BEGIN RECORD SET

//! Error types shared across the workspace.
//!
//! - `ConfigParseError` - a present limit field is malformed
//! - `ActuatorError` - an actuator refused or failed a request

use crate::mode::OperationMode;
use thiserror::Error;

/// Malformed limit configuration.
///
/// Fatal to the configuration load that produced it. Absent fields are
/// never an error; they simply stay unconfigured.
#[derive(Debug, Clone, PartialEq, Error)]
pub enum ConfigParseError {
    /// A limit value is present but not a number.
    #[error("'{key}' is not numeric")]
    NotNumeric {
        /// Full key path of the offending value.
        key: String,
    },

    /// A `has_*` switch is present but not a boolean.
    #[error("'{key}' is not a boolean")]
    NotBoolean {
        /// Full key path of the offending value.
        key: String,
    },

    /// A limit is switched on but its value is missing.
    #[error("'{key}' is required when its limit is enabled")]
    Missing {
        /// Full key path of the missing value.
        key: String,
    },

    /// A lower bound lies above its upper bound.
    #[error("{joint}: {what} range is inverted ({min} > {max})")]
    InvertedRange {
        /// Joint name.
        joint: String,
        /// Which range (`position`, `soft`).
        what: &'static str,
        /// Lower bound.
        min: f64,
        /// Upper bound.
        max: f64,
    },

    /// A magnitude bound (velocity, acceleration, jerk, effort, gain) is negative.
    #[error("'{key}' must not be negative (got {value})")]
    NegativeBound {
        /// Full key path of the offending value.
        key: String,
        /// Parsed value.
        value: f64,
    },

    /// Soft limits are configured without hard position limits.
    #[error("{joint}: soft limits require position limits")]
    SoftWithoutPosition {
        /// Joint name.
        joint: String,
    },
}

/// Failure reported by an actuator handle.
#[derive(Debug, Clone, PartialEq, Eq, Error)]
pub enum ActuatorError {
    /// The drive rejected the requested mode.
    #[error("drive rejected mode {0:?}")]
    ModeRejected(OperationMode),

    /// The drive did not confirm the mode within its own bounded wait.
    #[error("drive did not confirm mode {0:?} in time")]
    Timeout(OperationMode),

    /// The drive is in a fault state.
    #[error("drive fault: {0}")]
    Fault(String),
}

END RECORD SET
BEGIN RECORD SET

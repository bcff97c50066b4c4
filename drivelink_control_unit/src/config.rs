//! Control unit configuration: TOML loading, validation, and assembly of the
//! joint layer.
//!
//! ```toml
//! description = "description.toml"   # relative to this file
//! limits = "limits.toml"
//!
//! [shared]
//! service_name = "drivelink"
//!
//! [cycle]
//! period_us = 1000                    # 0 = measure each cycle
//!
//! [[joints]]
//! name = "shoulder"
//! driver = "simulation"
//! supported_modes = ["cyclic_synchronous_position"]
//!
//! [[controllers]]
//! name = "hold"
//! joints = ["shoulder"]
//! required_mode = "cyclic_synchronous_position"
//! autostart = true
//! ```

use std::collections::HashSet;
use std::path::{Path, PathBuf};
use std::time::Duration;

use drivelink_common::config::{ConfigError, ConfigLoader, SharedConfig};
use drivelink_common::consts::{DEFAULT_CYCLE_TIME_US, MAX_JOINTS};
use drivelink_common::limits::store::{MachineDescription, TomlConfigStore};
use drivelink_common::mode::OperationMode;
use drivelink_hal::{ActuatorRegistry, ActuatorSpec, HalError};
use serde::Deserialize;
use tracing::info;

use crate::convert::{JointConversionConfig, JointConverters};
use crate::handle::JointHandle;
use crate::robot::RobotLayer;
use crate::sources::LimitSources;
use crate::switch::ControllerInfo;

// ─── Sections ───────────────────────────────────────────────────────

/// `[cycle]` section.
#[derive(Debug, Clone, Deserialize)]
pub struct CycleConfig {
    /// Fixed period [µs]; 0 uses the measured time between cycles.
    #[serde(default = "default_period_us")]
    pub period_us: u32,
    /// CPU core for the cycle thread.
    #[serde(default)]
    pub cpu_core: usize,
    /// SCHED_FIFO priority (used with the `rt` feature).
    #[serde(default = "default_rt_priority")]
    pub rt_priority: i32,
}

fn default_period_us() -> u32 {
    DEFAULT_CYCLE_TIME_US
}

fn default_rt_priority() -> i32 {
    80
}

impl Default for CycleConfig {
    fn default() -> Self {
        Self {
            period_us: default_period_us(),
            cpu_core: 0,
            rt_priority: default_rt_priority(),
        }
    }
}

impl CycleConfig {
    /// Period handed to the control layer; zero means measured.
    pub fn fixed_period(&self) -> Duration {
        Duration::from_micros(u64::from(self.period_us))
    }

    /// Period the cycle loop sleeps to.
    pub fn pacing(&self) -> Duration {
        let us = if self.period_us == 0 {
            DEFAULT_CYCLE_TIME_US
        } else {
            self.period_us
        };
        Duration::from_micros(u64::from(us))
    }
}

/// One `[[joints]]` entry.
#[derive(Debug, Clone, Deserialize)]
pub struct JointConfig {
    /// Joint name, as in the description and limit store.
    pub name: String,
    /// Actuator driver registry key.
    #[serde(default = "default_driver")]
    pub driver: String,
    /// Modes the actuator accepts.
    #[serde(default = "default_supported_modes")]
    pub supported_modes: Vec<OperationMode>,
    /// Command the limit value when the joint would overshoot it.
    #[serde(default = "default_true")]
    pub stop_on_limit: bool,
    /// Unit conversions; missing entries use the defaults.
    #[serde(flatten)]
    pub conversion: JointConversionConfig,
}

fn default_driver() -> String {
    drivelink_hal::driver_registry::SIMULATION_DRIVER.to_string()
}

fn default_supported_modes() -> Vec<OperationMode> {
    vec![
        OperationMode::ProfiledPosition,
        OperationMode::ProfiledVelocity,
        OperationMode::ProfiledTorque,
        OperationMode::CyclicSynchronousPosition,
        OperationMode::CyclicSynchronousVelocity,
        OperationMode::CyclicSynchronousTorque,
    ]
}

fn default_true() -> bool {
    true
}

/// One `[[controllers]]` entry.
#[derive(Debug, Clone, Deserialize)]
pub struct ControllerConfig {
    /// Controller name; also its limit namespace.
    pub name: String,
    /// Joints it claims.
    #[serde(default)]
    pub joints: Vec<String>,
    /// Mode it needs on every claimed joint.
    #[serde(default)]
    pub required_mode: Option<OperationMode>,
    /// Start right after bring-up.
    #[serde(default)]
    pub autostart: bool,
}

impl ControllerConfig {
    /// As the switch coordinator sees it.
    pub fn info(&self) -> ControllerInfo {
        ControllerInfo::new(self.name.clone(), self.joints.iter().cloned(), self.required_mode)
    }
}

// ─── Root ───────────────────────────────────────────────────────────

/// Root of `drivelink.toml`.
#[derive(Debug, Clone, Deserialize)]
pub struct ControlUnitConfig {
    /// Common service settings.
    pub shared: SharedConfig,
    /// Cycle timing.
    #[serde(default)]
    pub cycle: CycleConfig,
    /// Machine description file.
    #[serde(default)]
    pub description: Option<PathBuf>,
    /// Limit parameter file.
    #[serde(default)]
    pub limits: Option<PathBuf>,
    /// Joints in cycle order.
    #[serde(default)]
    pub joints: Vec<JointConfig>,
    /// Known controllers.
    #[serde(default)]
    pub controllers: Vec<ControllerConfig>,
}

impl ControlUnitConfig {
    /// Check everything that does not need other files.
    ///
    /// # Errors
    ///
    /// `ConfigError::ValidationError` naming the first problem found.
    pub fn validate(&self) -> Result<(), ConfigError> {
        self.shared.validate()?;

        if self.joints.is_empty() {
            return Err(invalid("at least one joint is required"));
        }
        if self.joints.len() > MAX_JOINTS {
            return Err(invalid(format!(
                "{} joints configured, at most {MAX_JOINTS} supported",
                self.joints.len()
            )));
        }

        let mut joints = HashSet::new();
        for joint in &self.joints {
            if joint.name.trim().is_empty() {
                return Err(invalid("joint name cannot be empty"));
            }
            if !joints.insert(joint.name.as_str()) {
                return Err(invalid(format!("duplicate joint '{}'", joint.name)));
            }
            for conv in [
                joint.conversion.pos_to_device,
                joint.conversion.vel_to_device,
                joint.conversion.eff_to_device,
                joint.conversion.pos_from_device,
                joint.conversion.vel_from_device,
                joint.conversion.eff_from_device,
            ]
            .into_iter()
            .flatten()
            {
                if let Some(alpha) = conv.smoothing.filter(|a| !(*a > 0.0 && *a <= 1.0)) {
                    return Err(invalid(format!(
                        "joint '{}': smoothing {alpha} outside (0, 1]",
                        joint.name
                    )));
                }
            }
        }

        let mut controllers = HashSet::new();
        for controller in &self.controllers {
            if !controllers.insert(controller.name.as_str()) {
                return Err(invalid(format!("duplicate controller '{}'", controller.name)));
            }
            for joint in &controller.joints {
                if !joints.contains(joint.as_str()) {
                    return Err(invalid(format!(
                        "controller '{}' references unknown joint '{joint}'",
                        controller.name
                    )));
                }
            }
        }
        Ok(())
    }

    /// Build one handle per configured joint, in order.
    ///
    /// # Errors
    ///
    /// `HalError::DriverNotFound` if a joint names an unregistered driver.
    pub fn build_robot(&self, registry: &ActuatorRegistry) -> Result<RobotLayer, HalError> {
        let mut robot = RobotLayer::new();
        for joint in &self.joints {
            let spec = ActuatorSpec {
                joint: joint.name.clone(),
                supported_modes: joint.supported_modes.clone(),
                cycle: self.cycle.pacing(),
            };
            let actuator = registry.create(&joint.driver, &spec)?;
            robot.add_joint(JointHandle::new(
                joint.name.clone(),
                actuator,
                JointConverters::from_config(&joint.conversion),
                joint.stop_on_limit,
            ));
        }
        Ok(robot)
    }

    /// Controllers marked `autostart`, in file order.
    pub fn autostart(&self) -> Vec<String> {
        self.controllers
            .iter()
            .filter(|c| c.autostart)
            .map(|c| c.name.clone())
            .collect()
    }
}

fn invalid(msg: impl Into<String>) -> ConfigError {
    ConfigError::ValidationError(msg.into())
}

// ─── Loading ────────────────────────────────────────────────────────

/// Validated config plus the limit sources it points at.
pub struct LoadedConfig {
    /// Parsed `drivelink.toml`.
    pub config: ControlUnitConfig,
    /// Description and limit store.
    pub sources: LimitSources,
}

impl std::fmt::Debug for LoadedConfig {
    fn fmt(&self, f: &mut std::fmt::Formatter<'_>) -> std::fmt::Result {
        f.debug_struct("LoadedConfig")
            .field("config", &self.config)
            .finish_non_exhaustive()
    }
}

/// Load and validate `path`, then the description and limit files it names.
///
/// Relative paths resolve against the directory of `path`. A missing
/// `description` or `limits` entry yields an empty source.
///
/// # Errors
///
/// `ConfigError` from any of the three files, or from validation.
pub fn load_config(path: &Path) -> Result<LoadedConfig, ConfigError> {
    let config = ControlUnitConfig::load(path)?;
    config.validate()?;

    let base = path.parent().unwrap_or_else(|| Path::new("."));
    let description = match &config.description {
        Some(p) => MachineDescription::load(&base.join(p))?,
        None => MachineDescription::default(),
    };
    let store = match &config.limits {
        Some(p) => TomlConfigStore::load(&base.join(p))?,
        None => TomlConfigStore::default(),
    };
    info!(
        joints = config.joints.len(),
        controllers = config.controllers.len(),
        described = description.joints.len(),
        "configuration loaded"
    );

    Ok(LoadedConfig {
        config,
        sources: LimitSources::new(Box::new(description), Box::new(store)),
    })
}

END RECORD SET

In the records above, the line with "across the workspace." marks the start and the line with "use thiserror::Error;" marks the end; copy that stretch exactly, both lines included, and nothing else.

//! Error types shared across the workspace.
//!
//! - `ConfigParseError` - a present limit field is malformed
//! - `ActuatorError` - an actuator refused or failed a request

use crate::mode::OperationMode;
use thiserror::Error;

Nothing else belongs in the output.